Roles of supports on reducibility and activities of Cu3P catalysts for deoxygenation of oleic acid: In situ XRD and XAS studies

Abstract This work demonstrates for the first time that SiO2 and ultra-stable zeolite Y (USY) supports play significant roles in the reducibility of Cu2P2O7 to form Cu3P, which consequently affects the selectivity of oleic acid deoxygenation. The formation of supported Cu3P nanoparticles during hydrogen reduction of Cu2P2O7 was carefully investigated by in situ X-ray diffraction (in situ XRD), and in situ X-ray absorption spectroscopy (in situ XAS). The results indicate that the transformation of Cu2P2O7 to Cu3P occurs through several steps. In the first step, all supported Cu2P2O7 precursors are reduced to metallic Cu.
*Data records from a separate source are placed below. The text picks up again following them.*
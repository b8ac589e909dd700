/// Upper bound for any relevance percentage.
pub const MAX_PERCENTAGE: f64 = 95.0;

/// Rescales a raw score against the highest raw score in its batch.
///
/// Percentages are batch-relative; values from different batches are not
/// comparable.
pub fn relevance_percentage(raw: f64, batch: &[f64]) -> u8 {
    if batch.is_empty() {
        return 0;
    }
    scale(raw, batch_max(batch))
}

/// Normalizes every score of a batch in one pass.
pub fn normalize_batch(batch: &[f64]) -> Vec<u8> {
    let max = batch_max(batch);
    batch.iter().map(|&raw| scale(raw, max)).collect()
}

fn scale(raw: f64, max: f64) -> u8 {
    if raw.is_nan() || raw <= 0.0 || max <= 0.0 {
        return 0;
    }
    (raw / max * 100.0).min(MAX_PERCENTAGE).round() as u8
}

fn batch_max(batch: &[f64]) -> f64 {
    batch
        .iter()
        .copied()
        .filter(|v| v.is_finite())
        .fold(0.0, f64::max)
}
Then, copper particles on SiO2 support react with phosphorus compounds and directly transform to Cu3P. On the other hand, copper particles on USY support partially transform to CuP2 and Cu(OH)2 before all converting to Cu3P. Despite multi-step transformations, Cu2P2O7/USY exhibits the lowest onset reduction temperature and provides Cu3P with a small particle size. The deoxygenation of oleic acid over Cu3P supported catalysts reaches nearly 100 % conversion. Both catalysts favor cyclization and aromatization to form cyclic and aromatic compounds. Cu3P/SiO2 achieves higher dodecylbenzene yield (46 %) than Cu3P/USY (33 %). A proposed mechanism consists of hydrogenation of oleic acid and deoxygenation, then followed by cracking, cyclization, aromatization, and alkyl rearrangement.